Enfin, son premier aïeul français, Thomas-Jacques Taschereau (1680-1749), originaire de Tours, arrivé en Nouvelle-France en 1726, fut secrétaire et membre du Conseil supérieur, lequel était à la fois chambre législative et cour d'appel. Il avait épousé, près de la cinquantième année, en 1728, Claire Fleury de La Gorgendière (1708-1797), petite-fille de Louis Jolliet, le découvreur du Mississipi.

 

Les portraits physiques et moraux de l'Hon. L.-A. Taschereau ont été nombreux, du fait même de sa longue vie publique. A son décès la presse canadienne en dressa un, coloré. Au-dessus de la taille moyenne, de mince silhouette, il avait des traits nettement accentués, le torse droit, le geste sobre, l'oeil bleu, la démarche souple. D'esprit incisif, il avait la parole brève.

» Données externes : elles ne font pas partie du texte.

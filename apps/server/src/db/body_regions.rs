//! Body-region repository - catalog reads and the derived mapping table the
//! classifier owns.
//!
//! `body_region_mappings` is regenerable cache: the rebuild deletes and
//! repopulates it inside one transaction, and every generated insert is
//! conflict-ignoring so duplicate evidence is a no-op rather than an error.

use crate::{Error, Result};
use chrono::{DateTime, Utc};
use serde::Serialize;
use sqlx::postgres::PgRow;
use sqlx::{PgPool, Postgres, Row, Transaction};
use uuid::Uuid;

/// Catalog row from `body_regions`.
#[derive(Debug, Clone, Serialize)]
pub struct RegionRow {
    pub id: Uuid,
    pub code: String,
    pub display_name: String,
    pub anatomical_system: Option<String>,
    pub description: Option<String>,
}

/// Catalog row with per-region mapping counts for the region listing.
#[derive(Debug, Clone, Serialize)]
pub struct RegionSummary {
    pub id: Uuid,
    pub code: String,
    pub display_name: String,
    pub anatomical_system: Option<String>,
    pub description: Option<String>,
    pub parent_region_id: Option<Uuid>,
    pub mapping_count: i64,
    pub verified_count: i64,
}

/// Full row from `body_region_mappings`.
#[derive(Debug, Clone, Serialize)]
pub struct MappingRecord {
    pub id: Uuid,
    pub body_region_id: Uuid,
    pub namaste_code: Option<String>,
    pub icd_code: Option<String>,
    pub relevance_score: f64,
    pub mapping_type: String,
    pub verified: bool,
    pub verified_by: Option<String>,
    pub verified_at: Option<DateTime<Utc>>,
    pub notes: Option<String>,
    pub created_at: DateTime<Utc>,
}

impl MappingRecord {
    fn from_row(row: &PgRow) -> Self {
        Self {
            id: row.get("id"),
            body_region_id: row.get("body_region_id"),
            namaste_code: row.get("namaste_code"),
            icd_code: row.get("icd_code"),
            relevance_score: row.get("relevance_score"),
            mapping_type: row.get("mapping_type"),
            verified: row.get("verified"),
            verified_by: row.get("verified_by"),
            verified_at: row.get("verified_at"),
            notes: row.get("notes"),
            created_at: row.get("created_at"),
        }
    }
}

/// One row of the region-diagnosis join, enriched with vocabulary displays.
#[derive(Debug, Clone)]
pub struct RegionDiagnosisRow {
    pub namaste_code: Option<String>,
    pub namaste_display: Option<String>,
    pub system_type: Option<String>,
    pub icd_code: Option<String>,
    pub icd_title: Option<String>,
    pub relevance_score: f64,
    pub mapping_type: String,
    pub verified: bool,
    pub notes: Option<String>,
}

/// A concept-mapping edge as consumed by the chapter strategy.
#[derive(Debug, Clone)]
pub struct EdgeRow {
    pub namaste_code: String,
    pub icd_code: String,
    pub confidence: Option<f64>,
}

/// Repository for body-region catalog and mapping queries.
#[derive(Clone)]
pub struct BodyRegionRepository {
    pool: PgPool,
}

impl BodyRegionRepository {
    pub fn new(pool: PgPool) -> Self {
        Self { pool }
    }

    pub async fn begin_transaction(&self) -> Result<Transaction<'static, Postgres>> {
        self.pool.begin().await.map_err(Error::Database)
    }

    /// All regions with mapping and verified counts, in catalog order.
    pub async fn regions_with_counts(&self) -> Result<Vec<RegionSummary>> {
        let rows = sqlx::query(
            "SELECT br.id, br.code, br.display_name, br.anatomical_system, br.description,
                    br.parent_region_id,
                    COUNT(brm.id) AS mapping_count,
                    COUNT(brm.id) FILTER (WHERE brm.verified) AS verified_count
             FROM body_regions br
             LEFT JOIN body_region_mappings brm ON br.id = brm.body_region_id
             GROUP BY br.id
             ORDER BY br.code",
        )
        .fetch_all(&self.pool)
        .await
        .map_err(Error::Database)?;

        Ok(rows
            .into_iter()
            .map(|r| RegionSummary {
                id: r.get("id"),
                code: r.get("code"),
                display_name: r.get("display_name"),
                anatomical_system: r.get("anatomical_system"),
                description: r.get("description"),
                parent_region_id: r.get("parent_region_id"),
                mapping_count: r.get("mapping_count"),
                verified_count: r.get("verified_count"),
            })
            .collect())
    }

    pub async fn find_region(&self, code: &str) -> Result<Option<RegionRow>> {
        let row = sqlx::query(
            "SELECT id, code, display_name, anatomical_system, description
             FROM body_regions WHERE code = $1",
        )
        .bind(code)
        .fetch_optional(&self.pool)
        .await
        .map_err(Error::Database)?;

        Ok(row.map(|r| RegionRow {
            id: r.get("id"),
            code: r.get("code"),
            display_name: r.get("display_name"),
            anatomical_system: r.get("anatomical_system"),
            description: r.get("description"),
        }))
    }

    /// The full catalog inside the rebuild transaction.
    pub async fn regions_tx(tx: &mut Transaction<'static, Postgres>) -> Result<Vec<(Uuid, String)>> {
        let rows: Vec<(Uuid, String)> =
            sqlx::query_as("SELECT id, code FROM body_regions ORDER BY code")
                .fetch_all(&mut **tx)
                .await
                .map_err(Error::Database)?;
        Ok(rows)
    }

    /// Wholesale reset of the derived table (start of a rebuild).
    pub async fn clear_mappings(tx: &mut Transaction<'static, Postgres>) -> Result<u64> {
        let deleted = sqlx::query("DELETE FROM body_region_mappings")
            .execute(&mut **tx)
            .await
            .map_err(Error::Database)?
            .rows_affected();
        Ok(deleted)
    }

    /// All mapping edges joined to their code strings, for the chapter
    /// strategy.
    pub async fn concept_edges(tx: &mut Transaction<'static, Postgres>) -> Result<Vec<EdgeRow>> {
        let rows = sqlx::query(
            "SELECT DISTINCT nc.code AS namaste_code, ic.icd_code, cm.confidence_score
             FROM concept_mappings cm
             JOIN namaste_codes nc ON cm.namaste_code_id = nc.id
             JOIN icd11_codes ic ON cm.icd11_code_id = ic.id",
        )
        .fetch_all(&mut **tx)
        .await
        .map_err(Error::Database)?;

        Ok(rows
            .into_iter()
            .map(|r| EdgeRow {
                namaste_code: r.get("namaste_code"),
                icd_code: r.get("icd_code"),
                confidence: r.get("confidence_score"),
            })
            .collect())
    }

    /// NAMASTE codes whose display contains the keyword, capped.
    pub async fn namaste_codes_matching(
        tx: &mut Transaction<'static, Postgres>,
        keyword: &str,
        cap: i64,
    ) -> Result<Vec<String>> {
        let pattern = format!("%{keyword}%");
        let codes: Vec<String> = sqlx::query_scalar(
            "SELECT code FROM namaste_codes WHERE display ILIKE $1 ORDER BY code LIMIT $2",
        )
        .bind(pattern)
        .bind(cap)
        .fetch_all(&mut **tx)
        .await
        .map_err(Error::Database)?;
        Ok(codes)
    }

    /// Insert one generated mapping; a duplicate tuple is a no-op. Returns
    /// whether a row was actually written.
    #[allow(clippy::too_many_arguments)]
    pub async fn insert_generated(
        tx: &mut Transaction<'static, Postgres>,
        region_id: Uuid,
        namaste_code: Option<&str>,
        icd_code: Option<&str>,
        relevance: f64,
        mapping_type: &str,
        notes: &str,
    ) -> Result<bool> {
        let inserted = sqlx::query(
            "INSERT INTO body_region_mappings
                 (body_region_id, namaste_code, icd_code, relevance_score, mapping_type, verified, notes)
             VALUES ($1, $2, $3, $4, $5, false, $6)
             ON CONFLICT DO NOTHING",
        )
        .bind(region_id)
        .bind(namaste_code)
        .bind(icd_code)
        .bind(relevance)
        .bind(mapping_type)
        .bind(notes)
        .execute(&mut **tx)
        .await
        .map_err(Error::Database)?
        .rows_affected();

        Ok(inserted > 0)
    }

    /// Region-diagnosis rows ordered by relevance then verification state.
    pub async fn region_diagnosis_rows(
        &self,
        region_id: Uuid,
        min_relevance: f64,
        verified_only: bool,
        limit: i64,
    ) -> Result<Vec<RegionDiagnosisRow>> {
        let mut qb: sqlx::QueryBuilder<'_, Postgres> = sqlx::QueryBuilder::new(
            "SELECT brm.namaste_code, nc.display AS namaste_display, nc.system_type,
                    brm.icd_code, ic.title AS icd_title,
                    brm.relevance_score, brm.mapping_type, brm.verified, brm.notes
             FROM body_region_mappings brm
             LEFT JOIN namaste_codes nc ON brm.namaste_code = nc.code
             LEFT JOIN icd11_codes ic ON brm.icd_code = ic.icd_code
             WHERE brm.body_region_id = ",
        );
        qb.push_bind(region_id);
        qb.push(" AND brm.relevance_score >= ");
        qb.push_bind(min_relevance);
        if verified_only {
            qb.push(" AND brm.verified = true");
        }
        qb.push(" ORDER BY brm.relevance_score DESC, brm.verified DESC, brm.namaste_code LIMIT ");
        qb.push_bind(limit);

        let rows = qb.build().fetch_all(&self.pool).await.map_err(Error::Database)?;

        Ok(rows
            .into_iter()
            .map(|r| RegionDiagnosisRow {
                namaste_code: r.get("namaste_code"),
                namaste_display: r.get("namaste_display"),
                system_type: r.get("system_type"),
                icd_code: r.get("icd_code"),
                icd_title: r.get("icd_title"),
                relevance_score: r.get("relevance_score"),
                mapping_type: r.get("mapping_type"),
                verified: r.get("verified"),
                notes: r.get("notes"),
            })
            .collect())
    }

    /// Manual authoring path. Referential integrity rejects unknown codes; a
    /// duplicate tuple returns the existing row instead of erroring, keeping
    /// the insert boundary idempotent.
    #[allow(clippy::too_many_arguments)]
    pub async fn insert_manual(
        &self,
        region_id: Uuid,
        namaste_code: Option<&str>,
        icd_code: Option<&str>,
        relevance: f64,
        mapping_type: &str,
        verified_by: Option<&str>,
        notes: Option<&str>,
    ) -> Result<MappingRecord> {
        let row = sqlx::query(
            "INSERT INTO body_region_mappings
                 (body_region_id, namaste_code, icd_code, relevance_score, mapping_type,
                  verified, verified_by, verified_at, notes)
             VALUES ($1, $2, $3, $4, $5, true, $6, now(), $7)
             ON CONFLICT DO NOTHING
             RETURNING *",
        )
        .bind(region_id)
        .bind(namaste_code)
        .bind(icd_code)
        .bind(relevance)
        .bind(mapping_type)
        .bind(verified_by)
        .bind(notes)
        .fetch_optional(&self.pool)
        .await
        .map_err(map_fk_violation)?;

        if let Some(row) = row {
            return Ok(MappingRecord::from_row(&row));
        }

        // Conflict: the tuple already exists, hand back the current row.
        let existing = sqlx::query(
            "SELECT * FROM body_region_mappings
             WHERE body_region_id = $1
               AND namaste_code IS NOT DISTINCT FROM $2
               AND icd_code IS NOT DISTINCT FROM $3",
        )
        .bind(region_id)
        .bind(namaste_code)
        .bind(icd_code)
        .fetch_one(&self.pool)
        .await
        .map_err(Error::Database)?;

        Ok(MappingRecord::from_row(&existing))
    }

    /// One-way verification flip. Already-verified rows keep their original
    /// verifier and timestamp.
    pub async fn verify(
        &self,
        id: Uuid,
        verified_by: Option<&str>,
    ) -> Result<Option<MappingRecord>> {
        let row = sqlx::query(
            "UPDATE body_region_mappings
             SET verified = true,
                 verified_by = CASE WHEN verified THEN verified_by ELSE $2 END,
                 verified_at = CASE WHEN verified THEN verified_at ELSE now() END
             WHERE id = $1
             RETURNING *",
        )
        .bind(id)
        .bind(verified_by)
        .fetch_optional(&self.pool)
        .await
        .map_err(Error::Database)?;

        Ok(row.map(|r| MappingRecord::from_row(&r)))
    }

    pub async fn delete(&self, id: Uuid) -> Result<bool> {
        let deleted = sqlx::query("DELETE FROM body_region_mappings WHERE id = $1")
            .bind(id)
            .execute(&self.pool)
            .await
            .map_err(Error::Database)?
            .rows_affected();
        Ok(deleted > 0)
    }
}

/// Foreign-key violations on the manual path mean the referenced code string
/// does not exist in its vocabulary table.
fn map_fk_violation(err: sqlx::Error) -> Error {
    if let sqlx::Error::Database(ref db_err) = err {
        if db_err.code().as_deref() == Some("23503") {
            return Error::NotFound(
                "referenced code does not exist in its vocabulary table".to_string(),
            );
        }
    }
    Error::Database(err)
}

Réputé d'un abord froid, et expéditif aux affaires d'Etat, il était, attestent ses intimes, un causeur recherché qui aimait l'anecdote et les fins mots (5).

 

La presse de la province et du pays a été unanime à rappeler, lors de son décès, son oeuvre législative et administrative, ses qualités d'homme d'Etat, de juriste au coup d'oeil rapide, de travailleur inlassable, et à saluer en l'éminent disparu l'un des grands premiers ministres de la Province de Québec.

 

(1) Montréal, Imprimerie Le Canada, 1922, avec préface de F[ernand] R[infret].

 

(2) Aegédius Fauteux, Le Courrier historique et littéraire, LA PATRIE; Montréal, 5 avril 1936.

 

(3) Sir Wilfrid Laurier dixit, 1892.

 

(4) P.-G. Roy, La Famille Taschereau, Lévis 1901, et Les avocats de la région de Québec, Lévis, 1936.

 

(5) P.-E. Parent, L'hon. L.-A. Taschereau . . . Trente-cinq années de vie publique, 1900-1935 , V. Le Mois, Paris, avril 1933.

 

Source : Jean-Jacques LEFEBVRE et Robert LÉVÊQUE, « Nos Disparus : Louis-Alexandre Taschereau, », dans Revue du Barreau , vol. 12, 1952, pp. 396-400. Article reproduit avec l'aimable permission des éditeurs de la Revue du Barreau. Le texte a été reformaté pour l'édition sur le web.